Reputation: 151
I have this file containing this text:
$ more audit.log 2018-01-31 15:34:08 GMT:10.34.160.60(63788):agent3@pem:[31884]00000:LOG: statement: DROP TABLE tmp_zombies 2018-01-31 15:58:52 GMT:127.0.0.1(45050):agent1@pem:[13182]00000:LOG: statement: CREATE TEMP TABLE tmp_zombies(jagpid int4) 2018-01-31 15:58:52 GMT:127.0.0.1(45050):agent1@pem:[13182]00000:LOG: statement: DROP TABLE tmp_zombies 2018-01-31 16:24:00 GMT:10.34.160.55(57199):agent8@pem:[27888]00000:LOG: statement: CREATE TEMP TABLE tmp_zombies(jagpid int4) 2018-01-31 16:24:00 GMT:10.34.160.55(57199):agent8@pem:[27888]00000:LOG: statement: DROP TABLE tmp_zombies 2018-01-31 21:08:47 GMT:[local]:pgsql@p106:[26349]00000:LOG: statement: create table global_pg_audit ( rolename text not null, stmt_timestamp timestamp not null, source_ip text, target_ip text, dbname text, pid text, statement_type text, statement text ); 2018-01-31 15:34:08 GMT:10.34.160.60(63788):agent3@pem:[31884]00000:LOG: statement: DROP TABLE tmp_zombies
When I run this python code:
import re fullpathname='./audit.log' regex_pattern=re.compile(r'^(\d{4}-\d{2}-\d{2} \d{2}:\d{2}:\d{2})(.*?)$',re.MULTILINE|re.DOTALL) with open(fullpathname,'r') as f: log_entries = regex_pattern.findall(f.read()) counter=0 for entry in log_entries: print '%d=>['%(counter),entry,']' counter=counter+1
The output is as follows:
0=>[ ('2018-01-31 15:34:08', ' GMT:10.34.160.60(63788):agent3@pem:[31884]00000:LOG: statement: DROP TABLE tmp_zombies') ] 1=>[ ('2018-01-31 15:58:52', ' GMT:127.0.0.1(45050):agent1@pem:[13182]00000:LOG: statement: CREATE TEMP TABLE tmp_zombies(jagpid int4)') ] 2=>[ ('2018-01-31 15:58:52', ' GMT:127.0.0.1(45050):agent1@pem:[13182]00000:LOG: statement: DROP TABLE tmp_zombies') ] 3=>[ ('2018-01-31 16:24:00', ' GMT:10.34.160.55(57199):agent8@pem:[27888]00000:LOG: statement: CREATE TEMP TABLE tmp_zombies(jagpid int4)') ] 4=>[ ('2018-01-31 16:24:00', ' GMT:10.34.160.55(57199):agent8@pem:[27888]00000:LOG: statement: DROP TABLE tmp_zombies') ] 5=>[ ('2018-01-31 21:08:47', ' GMT:[local]:pgsql@p106:[26349]00000:LOG: statement: create table global_pg_audit ') ] 6=>[ ('2018-01-31 15:34:08', ' GMT:10.34.160.60(63788):agent3@pem:[31884]00000:LOG: statement: DROP TABLE tmp_zombies') ] 7=>[ ('2018-01-31 15:58:52', ' GMT:127.0.0.1(45050):agent1@pem:[13182]00000:LOG: statement: CREATE TEMP TABLE tmp_zombies(jagpid int4)') ]

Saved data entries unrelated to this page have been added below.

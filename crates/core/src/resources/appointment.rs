//! Appointment: scheduled visits
//!
//! Participants are a single list on the wire. The mapper sorts them into
//! patient, practitioner and location by the type prefix of each actor
//! reference.

use serde::{Deserialize, Serialize};

use crate::codes::{CodeTable, systems};
use crate::datatypes::{Annotation, CodeableConcept, CodeableReference, Reference, non_empty};
use crate::date::{self, DateLike};
use crate::mapper::ResourceMapper;
use crate::reference::{parse_reference, reference_type};
use crate::resource::fhir_resource;
use crate::search::SearchParams;

pub const DEFAULT_STATUS: &str = "booked";
pub const DEFAULT_PARTICIPANT_STATUS: &str = "accepted";

pub const STATUS: CodeTable = CodeTable::new(
    "http://hl7.org/fhir/appointmentstatus",
    &[
        ("proposed", "Proposed"),
        ("pending", "Pending"),
        ("booked", "Booked"),
        ("arrived", "Arrived"),
        ("fulfilled", "Fulfilled"),
        ("cancelled", "Cancelled"),
        ("noshow", "No Show"),
        ("entered-in-error", "Entered in error"),
        ("checked-in", "Checked In"),
        ("waitlist", "Waitlisted"),
    ],
);

pub const APPOINTMENT_TYPE: CodeTable = CodeTable::new(
    systems::APPOINTMENT_TYPE,
    &[
        ("CHECKUP", "A routine check-up"),
        ("EMERGENCY", "Emergency appointment"),
        ("FOLLOWUP", "A follow up visit"),
        ("ROUTINE", "Routine appointment"),
        ("WALKIN", "A previously unscheduled walk-in visit"),
    ],
);

/// FHIR Appointment resource
#[derive(Debug, Clone, Default, Serialize, Deserialize, PartialEq)]
#[serde(rename_all = "camelCase")]
pub struct Appointment {
    #[serde(skip_serializing_if = "Option::is_none")]
    pub id: Option<String>,

    #[serde(skip_serializing_if = "Option::is_none")]
    pub status: Option<String>,

    #[serde(skip_serializing_if = "Option::is_none")]
    pub appointment_type: Option<CodeableConcept>,

    #[serde(default, skip_serializing_if = "Vec::is_empty")]
    pub reason: Vec<CodeableReference>,

    #[serde(skip_serializing_if = "Option::is_none")]
    pub description: Option<String>,

    #[serde(skip_serializing_if = "Option::is_none")]
    pub start: Option<String>,

    #[serde(skip_serializing_if = "Option::is_none")]
    pub end: Option<String>,

    #[serde(skip_serializing_if = "Option::is_none")]
    pub minutes_duration: Option<u32>,

    #[serde(default, skip_serializing_if = "Vec::is_empty")]
    pub note: Vec<Annotation>,

    #[serde(default)]
    pub participant: Vec<AppointmentParticipant>,
}

fhir_resource!(Appointment, "Appointment");

#[derive(Debug, Clone, Default, Serialize, Deserialize, PartialEq)]
pub struct AppointmentParticipant {
    #[serde(skip_serializing_if = "Option::is_none")]
    pub actor: Option<Reference>,

    #[serde(skip_serializing_if = "Option::is_none")]
    pub status: Option<String>,
}

#[derive(Debug, Clone, Default, Serialize, Deserialize, PartialEq)]
#[serde(rename_all = "camelCase")]
pub struct AppointmentRecord {
    #[serde(skip_serializing_if = "Option::is_none")]
    pub id: Option<String>,
    pub patient_id: String,
    pub practitioner_id: String,
    pub location_id: String,
    pub status: String,
    /// v2-0276 appointment reason code
    pub appointment_type: String,
    pub description: String,
    pub start: String,
    pub end: String,
    pub minutes_duration: Option<u32>,
    pub reason: String,
    pub note: String,
}

impl AppointmentRecord {
    pub fn with_start(mut self, value: impl DateLike) -> Self {
        self.start = value.to_iso_date_time();
        self
    }

    pub fn with_end(mut self, value: impl DateLike) -> Self {
        self.end = value.to_iso_date_time();
        self
    }
}

#[derive(Debug, Clone, Default, Serialize, Deserialize, PartialEq)]
#[serde(rename_all = "camelCase")]
pub struct AppointmentFilters {
    /// Free-text search over the appointment reason
    pub search: Option<String>,
    pub patient_id: Option<String>,
    pub practitioner_id: Option<String>,
    pub location_id: Option<String>,
    pub status: Option<String>,
    pub appointment_type: Option<String>,
    pub date: Option<String>,
}

pub struct AppointmentMapper;

impl AppointmentMapper {
    /// Patient, practitioner and location ids from the participants.
    ///
    /// Typed references are matched by resource type first; a bare id then
    /// fills the first slot still empty, in that order.
    fn participant_ids(wire: &Appointment) -> [String; 3] {
        const SLOTS: [&str; 3] = ["Patient", "Practitioner", "Location"];
        let mut ids: [String; 3] = Default::default();

        let references = wire
            .participant
            .iter()
            .filter_map(|p| p.actor.as_ref()?.reference.as_deref())
            .filter(|reference| !reference.trim().is_empty());

        let mut untyped = Vec::new();
        for reference in references {
            match reference_type(reference) {
                Some(kind) => {
                    if let Some(slot) = SLOTS.iter().position(|s| *s == kind) {
                        if ids[slot].is_empty() {
                            ids[slot] = parse_reference(reference).to_string();
                        }
                    }
                }
                None => untyped.push(reference),
            }
        }

        for reference in untyped {
            if let Some(slot) = ids.iter_mut().find(|id| id.is_empty()) {
                *slot = parse_reference(reference).to_string();
            }
        }
        ids
    }

    fn participant(resource_type: &str, id: &str) -> Option<AppointmentParticipant> {
        non_empty(id).map(|id| AppointmentParticipant {
            actor: Some(Reference::to(resource_type, &id)),
            status: Some(DEFAULT_PARTICIPANT_STATUS.to_string()),
        })
    }
}

impl ResourceMapper for AppointmentMapper {
    type Wire = Appointment;
    type Record = AppointmentRecord;
    type Filters = AppointmentFilters;

    const SORT_FIELDS: &'static [(&'static str, &'static str)] = &[
        ("start", "date"),
        ("appointmentType", "appointment-type"),
        ("patientId", "patient"),
        ("practitionerId", "practitioner"),
        ("locationId", "location"),
    ];

    fn from_wire(wire: &Appointment) -> AppointmentRecord {
        let [patient_id, practitioner_id, location_id] = Self::participant_ids(wire);

        AppointmentRecord {
            id: wire.id.clone(),
            patient_id,
            practitioner_id,
            location_id,
            status: wire.status.clone().unwrap_or_default(),
            appointment_type: wire
                .appointment_type
                .as_ref()
                .map(|c| c.code().to_string())
                .unwrap_or_default(),
            description: wire.description.clone().unwrap_or_default(),
            start: date::app_date_time(wire.start.as_deref()),
            end: date::app_date_time(wire.end.as_deref()),
            minutes_duration: wire.minutes_duration,
            reason: wire
                .reason
                .first()
                .and_then(|r| r.concept.as_ref())
                .map(|c| c.display().to_string())
                .unwrap_or_default(),
            note: wire.note.first().map(|n| n.text.clone()).unwrap_or_default(),
        }
    }

    fn to_wire(record: &AppointmentRecord) -> Appointment {
        let participant = [
            Self::participant("Patient", &record.patient_id),
            Self::participant("Practitioner", &record.practitioner_id),
            Self::participant("Location", &record.location_id),
        ]
        .into_iter()
        .flatten()
        .collect();

        Appointment {
            id: record.id.as_deref().and_then(non_empty),
            status: Some(non_empty(&record.status).unwrap_or_else(|| DEFAULT_STATUS.to_string())),
            appointment_type: APPOINTMENT_TYPE.optional_concept(&record.appointment_type),
            reason: non_empty(&record.reason)
                .map(|text| {
                    CodeableReference::concept(CodeableConcept {
                        coding: Vec::new(),
                        text: Some(text),
                    })
                })
                .into_iter()
                .collect(),
            description: non_empty(&record.description),
            start: date::format_date_time(&record.start),
            end: date::format_date_time(&record.end),
            minutes_duration: record.minutes_duration,
            note: non_empty(&record.note)
                .map(|text| Annotation { text })
                .into_iter()
                .collect(),
            participant,
        }
    }

    fn to_filter_params(filters: &AppointmentFilters) -> SearchParams {
        let mut params = SearchParams::new();
        params.push_opt("reason-code:text", filters.search.as_deref());
        params.push_opt("patient", filters.patient_id.as_deref());
        params.push_opt("practitioner", filters.practitioner_id.as_deref());
        params.push_opt("location", filters.location_id.as_deref());
        params.push_opt("status", filters.status.as_deref());
        params.push_opt("appointment-type", filters.appointment_type.as_deref());
        params.push_opt(
            "date",
            filters.date.as_deref().and_then(date::format_search_date).as_deref(),
        );
        params
    }

    fn record_id(record: &AppointmentRecord) -> Option<&str> {
        record.id.as_deref()
    }
}

#[cfg(test)]
mod tests {
    use super::*;
    use serde_json::json;

    fn sample_record() -> AppointmentRecord {
        AppointmentRecord {
            id: Some("a3".to_string()),
            patient_id: "42".to_string(),
            practitioner_id: "7".to_string(),
            location_id: "loc1".to_string(),
            status: "booked".to_string(),
            appointment_type: "FOLLOWUP".to_string(),
            description: "Review lab results".to_string(),
            start: "2024-04-10T01:00:00Z".to_string(),
            end: "2024-04-10T01:20:00Z".to_string(),
            minutes_duration: Some(20),
            reason: "Lab follow-up".to_string(),
            note: "Fasting not required".to_string(),
        }
    }

    #[test]
    fn round_trip_preserves_modeled_fields() {
        let record = sample_record();
        assert_eq!(AppointmentMapper::from_wire(&AppointmentMapper::to_wire(&record)), record);
    }

    #[test]
    fn participants_are_classified_by_reference_type() {
        let record = AppointmentMapper::from_json(json!({
            "resourceType": "Appointment",
            "status": "proposed",
            "participant": [
                {"actor": {"reference": "Location/loc1"}, "status": "accepted"},
                {"actor": {"reference": "Practitioner/7"}, "status": "accepted"},
                {"actor": {"reference": "Patient/42"}, "status": "needs-action"}
            ]
        }))
        .unwrap();

        assert_eq!(record.patient_id, "42");
        assert_eq!(record.practitioner_id, "7");
        assert_eq!(record.location_id, "loc1");
        assert_eq!(record.status, "proposed");
    }

    #[test]
    fn missing_participants_are_blank() {
        let record = AppointmentMapper::from_json(json!({
            "resourceType": "Appointment",
            "participant": [{"actor": {"display": "Walk-in"}}]
        }))
        .unwrap();

        assert_eq!(record.patient_id, "");
        assert_eq!(record.practitioner_id, "");
        assert_eq!(record.minutes_duration, None);
    }

    #[test]
    fn status_defaults_to_booked() {
        let json = AppointmentMapper::to_json(&AppointmentRecord {
            patient_id: "42".to_string(),
            ..Default::default()
        })
        .unwrap();

        assert_eq!(
            json,
            json!({
                "resourceType": "Appointment",
                "status": "booked",
                "participant": [
                    {"actor": {"reference": "Patient/42"}, "status": "accepted"}
                ]
            })
        );
    }

    #[test]
    fn unparsable_start_is_omitted() {
        let wire = AppointmentMapper::to_wire(&AppointmentRecord {
            start: "next tuesday".to_string(),
            ..Default::default()
        });
        assert!(wire.start.is_none());
    }

    #[test]
    fn bare_participant_ids_fill_empty_slots() {
        let record = AppointmentMapper::from_json(json!({
            "resourceType": "Appointment",
            "participant": [{"actor": {"reference": "42"}}]
        }))
        .unwrap();
        assert_eq!(record.patient_id, "42");

        let record = AppointmentMapper::from_json(json!({
            "resourceType": "Appointment",
            "participant": [
                {"actor": {"reference": "7"}},
                {"actor": {"reference": "Patient/42"}}
            ]
        }))
        .unwrap();
        assert_eq!(record.patient_id, "42");
        assert_eq!(record.practitioner_id, "7");
        assert_eq!(record.location_id, "");
    }

    #[test]
    fn date_filter_keeps_prefix() {
        let params = AppointmentMapper::to_filter_params(&AppointmentFilters {
            date: Some("ge2024-04-01".to_string()),
            ..Default::default()
        });
        assert_eq!(params.get("date"), Some("ge2024-04-01"));
    }
}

Notice that line 5 in the output, the code did not include the entire statement which should be:
create table global_pg_audit ( rolename text not null, stmt_timestamp timestamp not null, source_ip text, target_ip text, dbname text, pid text, statement_type text, statement text );
What is wrong with the code?
Thanks very much!
Upvotes: 1
Views: 73
Reputation: 43126
Your regex is anchored to the end of the line:
^(\d{4}-\d{2}-\d{2} \d{2}:\d{2}:\d{2})(.*?)$
Since you've enabled multi-line mode, $
matches at a line break. That's why the match ends after global_pg_audit
.
You want to match until the next line that starts with a date. You can use a lookahead to do this:
^(\d{4}-\d{2}-\d{2} \d{2}:\d{2}:\d{2})(.*?)(?=\d{4}-\d{2}-\d{2} \d{2}:\d{2}:\d{2}|\Z)
The alternation |\Z
allows the regex to match the last line even though it's not followed by a date.